Data to use ▸
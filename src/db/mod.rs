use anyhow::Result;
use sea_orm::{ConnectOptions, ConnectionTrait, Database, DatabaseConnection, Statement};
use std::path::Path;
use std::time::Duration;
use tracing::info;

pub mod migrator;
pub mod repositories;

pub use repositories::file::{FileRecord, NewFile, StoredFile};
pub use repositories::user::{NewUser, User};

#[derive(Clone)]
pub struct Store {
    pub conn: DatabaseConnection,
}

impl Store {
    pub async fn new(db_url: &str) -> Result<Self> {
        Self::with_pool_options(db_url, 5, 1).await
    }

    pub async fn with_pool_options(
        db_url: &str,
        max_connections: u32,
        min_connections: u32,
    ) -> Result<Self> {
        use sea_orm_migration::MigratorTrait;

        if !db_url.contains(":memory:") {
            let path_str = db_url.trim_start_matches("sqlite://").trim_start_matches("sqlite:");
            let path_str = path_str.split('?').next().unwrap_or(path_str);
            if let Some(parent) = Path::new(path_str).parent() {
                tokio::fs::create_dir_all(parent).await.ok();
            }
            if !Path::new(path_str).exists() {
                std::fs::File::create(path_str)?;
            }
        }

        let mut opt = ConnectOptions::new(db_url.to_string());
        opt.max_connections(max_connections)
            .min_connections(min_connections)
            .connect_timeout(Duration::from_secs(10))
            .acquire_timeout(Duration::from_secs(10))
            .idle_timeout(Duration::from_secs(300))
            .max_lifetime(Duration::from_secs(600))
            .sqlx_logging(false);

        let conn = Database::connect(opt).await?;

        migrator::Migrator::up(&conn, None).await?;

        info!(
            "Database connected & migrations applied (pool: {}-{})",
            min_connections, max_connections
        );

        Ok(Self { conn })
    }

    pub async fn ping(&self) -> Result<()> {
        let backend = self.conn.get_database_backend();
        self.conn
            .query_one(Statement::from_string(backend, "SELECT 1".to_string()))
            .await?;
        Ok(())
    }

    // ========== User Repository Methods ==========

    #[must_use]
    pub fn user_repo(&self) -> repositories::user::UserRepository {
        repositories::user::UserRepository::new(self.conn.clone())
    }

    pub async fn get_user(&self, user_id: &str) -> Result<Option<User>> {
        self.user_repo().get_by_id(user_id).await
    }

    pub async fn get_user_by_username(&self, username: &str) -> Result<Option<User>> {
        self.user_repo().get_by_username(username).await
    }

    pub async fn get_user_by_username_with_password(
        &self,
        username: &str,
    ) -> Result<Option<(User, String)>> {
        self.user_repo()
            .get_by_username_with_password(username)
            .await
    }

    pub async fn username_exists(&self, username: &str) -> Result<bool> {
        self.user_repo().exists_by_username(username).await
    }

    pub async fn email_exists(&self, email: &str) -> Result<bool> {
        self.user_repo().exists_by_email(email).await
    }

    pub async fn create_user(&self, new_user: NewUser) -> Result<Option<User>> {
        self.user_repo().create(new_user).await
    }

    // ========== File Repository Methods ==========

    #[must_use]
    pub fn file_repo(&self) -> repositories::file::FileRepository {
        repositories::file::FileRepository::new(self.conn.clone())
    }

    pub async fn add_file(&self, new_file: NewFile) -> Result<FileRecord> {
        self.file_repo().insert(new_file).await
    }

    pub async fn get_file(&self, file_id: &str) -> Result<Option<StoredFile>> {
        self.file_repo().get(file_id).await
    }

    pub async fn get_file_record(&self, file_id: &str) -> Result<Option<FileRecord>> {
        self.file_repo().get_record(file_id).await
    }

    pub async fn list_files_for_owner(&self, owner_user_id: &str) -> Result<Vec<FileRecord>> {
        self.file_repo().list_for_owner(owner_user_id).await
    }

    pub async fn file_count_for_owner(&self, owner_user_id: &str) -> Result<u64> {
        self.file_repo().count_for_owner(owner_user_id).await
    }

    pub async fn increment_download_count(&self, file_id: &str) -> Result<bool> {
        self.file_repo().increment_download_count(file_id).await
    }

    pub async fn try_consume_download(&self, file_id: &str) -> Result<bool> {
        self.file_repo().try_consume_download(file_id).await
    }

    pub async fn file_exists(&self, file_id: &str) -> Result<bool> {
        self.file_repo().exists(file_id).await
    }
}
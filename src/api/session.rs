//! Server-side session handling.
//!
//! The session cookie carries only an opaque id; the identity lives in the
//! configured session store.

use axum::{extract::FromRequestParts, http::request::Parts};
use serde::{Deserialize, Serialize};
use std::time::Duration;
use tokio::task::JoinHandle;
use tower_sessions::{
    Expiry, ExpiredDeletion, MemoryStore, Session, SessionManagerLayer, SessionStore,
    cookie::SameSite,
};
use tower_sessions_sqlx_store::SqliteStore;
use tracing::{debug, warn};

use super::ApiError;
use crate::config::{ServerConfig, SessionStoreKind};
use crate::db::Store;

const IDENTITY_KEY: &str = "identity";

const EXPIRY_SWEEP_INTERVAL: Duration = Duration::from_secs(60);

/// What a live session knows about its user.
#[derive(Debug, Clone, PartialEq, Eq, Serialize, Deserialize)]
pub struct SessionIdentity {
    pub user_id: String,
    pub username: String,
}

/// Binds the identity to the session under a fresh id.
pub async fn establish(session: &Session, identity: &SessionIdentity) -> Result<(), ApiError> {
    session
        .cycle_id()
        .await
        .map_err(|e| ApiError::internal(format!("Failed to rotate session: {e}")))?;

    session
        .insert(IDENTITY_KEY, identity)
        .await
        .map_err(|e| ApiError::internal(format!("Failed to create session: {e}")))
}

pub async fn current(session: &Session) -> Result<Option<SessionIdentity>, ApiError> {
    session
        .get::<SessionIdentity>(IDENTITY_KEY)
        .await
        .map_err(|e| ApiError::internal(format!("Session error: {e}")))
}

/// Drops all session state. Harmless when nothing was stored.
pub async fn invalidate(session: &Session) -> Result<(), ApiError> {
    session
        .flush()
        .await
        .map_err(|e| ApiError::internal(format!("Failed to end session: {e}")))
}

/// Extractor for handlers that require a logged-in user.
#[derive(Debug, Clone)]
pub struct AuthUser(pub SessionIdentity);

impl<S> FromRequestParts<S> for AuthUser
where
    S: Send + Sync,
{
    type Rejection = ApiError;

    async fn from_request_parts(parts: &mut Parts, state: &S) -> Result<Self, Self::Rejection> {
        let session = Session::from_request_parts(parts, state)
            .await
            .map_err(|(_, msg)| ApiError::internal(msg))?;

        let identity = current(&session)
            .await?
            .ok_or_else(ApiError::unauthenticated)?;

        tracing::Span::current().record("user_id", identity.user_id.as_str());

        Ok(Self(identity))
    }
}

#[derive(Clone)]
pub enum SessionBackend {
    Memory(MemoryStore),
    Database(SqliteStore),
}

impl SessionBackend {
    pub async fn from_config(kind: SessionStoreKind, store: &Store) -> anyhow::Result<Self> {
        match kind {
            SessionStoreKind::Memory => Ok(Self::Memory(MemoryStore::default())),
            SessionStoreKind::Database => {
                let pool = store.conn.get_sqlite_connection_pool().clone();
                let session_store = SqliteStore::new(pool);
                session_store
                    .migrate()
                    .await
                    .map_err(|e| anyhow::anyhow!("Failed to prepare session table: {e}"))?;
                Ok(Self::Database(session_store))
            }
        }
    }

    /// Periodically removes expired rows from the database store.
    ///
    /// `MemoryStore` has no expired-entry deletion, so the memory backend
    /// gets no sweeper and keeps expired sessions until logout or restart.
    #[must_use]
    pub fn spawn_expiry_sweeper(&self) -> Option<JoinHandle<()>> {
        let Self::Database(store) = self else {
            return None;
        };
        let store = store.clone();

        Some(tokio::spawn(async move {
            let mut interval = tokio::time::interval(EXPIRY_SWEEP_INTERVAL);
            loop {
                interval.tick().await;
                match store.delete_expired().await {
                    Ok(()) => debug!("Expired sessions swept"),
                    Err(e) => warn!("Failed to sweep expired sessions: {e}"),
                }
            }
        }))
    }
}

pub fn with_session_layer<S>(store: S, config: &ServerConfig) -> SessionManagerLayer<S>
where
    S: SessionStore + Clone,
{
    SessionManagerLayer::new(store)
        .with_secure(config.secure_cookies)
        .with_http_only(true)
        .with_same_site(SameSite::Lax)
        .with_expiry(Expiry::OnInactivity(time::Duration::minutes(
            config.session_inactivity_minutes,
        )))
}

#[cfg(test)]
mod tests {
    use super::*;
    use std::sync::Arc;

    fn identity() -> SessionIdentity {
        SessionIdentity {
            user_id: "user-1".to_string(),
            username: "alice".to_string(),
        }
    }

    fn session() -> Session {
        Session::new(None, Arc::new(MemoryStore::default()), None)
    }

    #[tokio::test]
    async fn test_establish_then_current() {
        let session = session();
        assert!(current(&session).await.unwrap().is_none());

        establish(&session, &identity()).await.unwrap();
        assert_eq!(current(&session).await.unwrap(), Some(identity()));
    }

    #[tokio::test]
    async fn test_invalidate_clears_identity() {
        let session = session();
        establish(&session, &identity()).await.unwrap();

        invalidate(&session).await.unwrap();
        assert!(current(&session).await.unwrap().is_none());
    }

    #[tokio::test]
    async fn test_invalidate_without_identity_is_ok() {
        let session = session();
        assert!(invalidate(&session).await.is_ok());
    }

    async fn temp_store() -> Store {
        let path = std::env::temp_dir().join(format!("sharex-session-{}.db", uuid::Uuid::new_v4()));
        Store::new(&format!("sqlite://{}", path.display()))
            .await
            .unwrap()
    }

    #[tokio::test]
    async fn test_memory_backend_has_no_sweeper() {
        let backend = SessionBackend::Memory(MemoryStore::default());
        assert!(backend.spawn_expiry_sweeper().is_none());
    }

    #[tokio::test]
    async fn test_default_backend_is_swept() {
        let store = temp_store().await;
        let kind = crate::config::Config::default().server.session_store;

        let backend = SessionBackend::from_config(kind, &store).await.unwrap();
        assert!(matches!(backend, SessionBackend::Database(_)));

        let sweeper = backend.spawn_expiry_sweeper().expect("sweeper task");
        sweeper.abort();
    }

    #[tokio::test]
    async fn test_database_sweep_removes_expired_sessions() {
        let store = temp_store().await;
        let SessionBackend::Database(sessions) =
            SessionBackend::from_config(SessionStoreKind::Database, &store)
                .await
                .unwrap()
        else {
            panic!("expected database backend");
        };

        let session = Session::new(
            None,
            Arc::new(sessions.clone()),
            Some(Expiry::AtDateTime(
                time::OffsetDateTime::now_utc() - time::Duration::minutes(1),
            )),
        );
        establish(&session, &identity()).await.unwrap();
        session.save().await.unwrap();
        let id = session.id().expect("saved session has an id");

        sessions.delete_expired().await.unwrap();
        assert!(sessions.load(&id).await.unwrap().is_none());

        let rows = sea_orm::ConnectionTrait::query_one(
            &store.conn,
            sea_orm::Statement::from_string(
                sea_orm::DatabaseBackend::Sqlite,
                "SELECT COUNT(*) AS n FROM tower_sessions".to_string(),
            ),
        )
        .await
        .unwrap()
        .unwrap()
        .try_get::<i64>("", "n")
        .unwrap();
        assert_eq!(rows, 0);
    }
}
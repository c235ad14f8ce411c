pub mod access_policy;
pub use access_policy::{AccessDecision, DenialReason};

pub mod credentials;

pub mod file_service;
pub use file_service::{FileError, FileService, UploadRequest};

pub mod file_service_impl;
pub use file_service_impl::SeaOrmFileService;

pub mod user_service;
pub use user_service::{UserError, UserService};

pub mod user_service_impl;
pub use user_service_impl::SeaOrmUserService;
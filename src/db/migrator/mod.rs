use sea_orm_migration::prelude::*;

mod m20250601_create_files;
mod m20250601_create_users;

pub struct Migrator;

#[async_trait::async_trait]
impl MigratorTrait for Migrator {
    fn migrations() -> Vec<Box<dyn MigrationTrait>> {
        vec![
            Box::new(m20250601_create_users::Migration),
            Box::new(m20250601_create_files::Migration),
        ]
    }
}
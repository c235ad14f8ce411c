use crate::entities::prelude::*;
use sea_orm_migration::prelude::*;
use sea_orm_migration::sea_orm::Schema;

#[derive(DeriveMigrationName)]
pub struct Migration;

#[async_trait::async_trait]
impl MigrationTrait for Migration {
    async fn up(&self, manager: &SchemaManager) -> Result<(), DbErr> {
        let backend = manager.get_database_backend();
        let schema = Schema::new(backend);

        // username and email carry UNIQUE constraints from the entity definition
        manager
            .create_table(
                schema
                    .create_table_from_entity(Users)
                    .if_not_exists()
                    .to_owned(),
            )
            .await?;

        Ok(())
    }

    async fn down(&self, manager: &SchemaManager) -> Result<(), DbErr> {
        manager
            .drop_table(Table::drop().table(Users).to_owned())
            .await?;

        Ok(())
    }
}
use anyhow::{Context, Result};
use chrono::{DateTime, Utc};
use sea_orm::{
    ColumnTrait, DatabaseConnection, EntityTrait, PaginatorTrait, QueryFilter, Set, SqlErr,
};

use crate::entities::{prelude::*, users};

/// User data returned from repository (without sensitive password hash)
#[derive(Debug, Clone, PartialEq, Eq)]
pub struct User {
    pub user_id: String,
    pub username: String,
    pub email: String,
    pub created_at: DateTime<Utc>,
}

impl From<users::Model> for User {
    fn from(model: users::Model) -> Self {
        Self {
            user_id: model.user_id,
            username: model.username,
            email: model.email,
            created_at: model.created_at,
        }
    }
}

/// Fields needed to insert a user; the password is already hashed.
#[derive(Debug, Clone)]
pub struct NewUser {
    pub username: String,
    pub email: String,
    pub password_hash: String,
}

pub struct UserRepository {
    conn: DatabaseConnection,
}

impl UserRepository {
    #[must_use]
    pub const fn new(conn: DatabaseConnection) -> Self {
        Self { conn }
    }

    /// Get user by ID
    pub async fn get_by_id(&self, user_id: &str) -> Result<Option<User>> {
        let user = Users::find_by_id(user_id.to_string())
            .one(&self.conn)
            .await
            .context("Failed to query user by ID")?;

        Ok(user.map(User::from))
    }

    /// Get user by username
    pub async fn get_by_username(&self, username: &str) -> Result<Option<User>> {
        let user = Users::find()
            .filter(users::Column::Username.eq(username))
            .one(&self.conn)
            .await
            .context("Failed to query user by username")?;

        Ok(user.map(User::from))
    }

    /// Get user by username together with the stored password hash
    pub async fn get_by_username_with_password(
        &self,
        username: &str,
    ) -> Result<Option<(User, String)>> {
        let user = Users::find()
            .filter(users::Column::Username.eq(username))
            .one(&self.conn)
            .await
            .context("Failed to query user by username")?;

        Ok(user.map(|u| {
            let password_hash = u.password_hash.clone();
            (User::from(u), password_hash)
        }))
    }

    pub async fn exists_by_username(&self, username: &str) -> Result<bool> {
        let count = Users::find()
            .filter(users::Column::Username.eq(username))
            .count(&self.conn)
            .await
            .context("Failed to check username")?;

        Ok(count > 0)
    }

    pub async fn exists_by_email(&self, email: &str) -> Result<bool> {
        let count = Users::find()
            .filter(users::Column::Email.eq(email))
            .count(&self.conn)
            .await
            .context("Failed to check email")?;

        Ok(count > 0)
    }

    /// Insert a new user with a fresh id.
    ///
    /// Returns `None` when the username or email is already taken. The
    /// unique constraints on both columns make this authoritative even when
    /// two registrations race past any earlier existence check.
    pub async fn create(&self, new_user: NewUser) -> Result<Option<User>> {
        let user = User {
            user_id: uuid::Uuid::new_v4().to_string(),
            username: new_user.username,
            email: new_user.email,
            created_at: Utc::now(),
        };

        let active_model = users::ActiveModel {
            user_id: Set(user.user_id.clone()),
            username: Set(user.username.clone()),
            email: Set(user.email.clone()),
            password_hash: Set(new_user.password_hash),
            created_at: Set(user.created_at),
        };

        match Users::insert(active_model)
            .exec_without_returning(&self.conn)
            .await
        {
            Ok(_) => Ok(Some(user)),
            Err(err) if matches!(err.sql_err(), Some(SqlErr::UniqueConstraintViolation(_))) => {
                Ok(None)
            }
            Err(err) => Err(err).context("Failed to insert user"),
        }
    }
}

Your instructions ▸ Print the lines above, unchanged, from the start of the records to the line with "use sea_orm_migration::MigratorTrait;", including that final line.

Answer box ▸
filename src/db/mod.rs
use anyhow::Result;
use sea_orm::{ConnectOptions, ConnectionTrait, Database, DatabaseConnection, Statement};
use std::path::Path;
use std::time::Duration;
use tracing::info;

pub mod migrator;
pub mod repositories;

pub use repositories::file::{FileRecord, NewFile, StoredFile};
pub use repositories::user::{NewUser, User};

#[derive(Clone)]
pub struct Store {
    pub conn: DatabaseConnection,
}

impl Store {
    pub async fn new(db_url: &str) -> Result<Self> {
        Self::with_pool_options(db_url, 5, 1).await
    }

    pub async fn with_pool_options(
        db_url: &str,
        max_connections: u32,
        min_connections: u32,
    ) -> Result<Self> {
        use sea_orm_migration::MigratorTrait;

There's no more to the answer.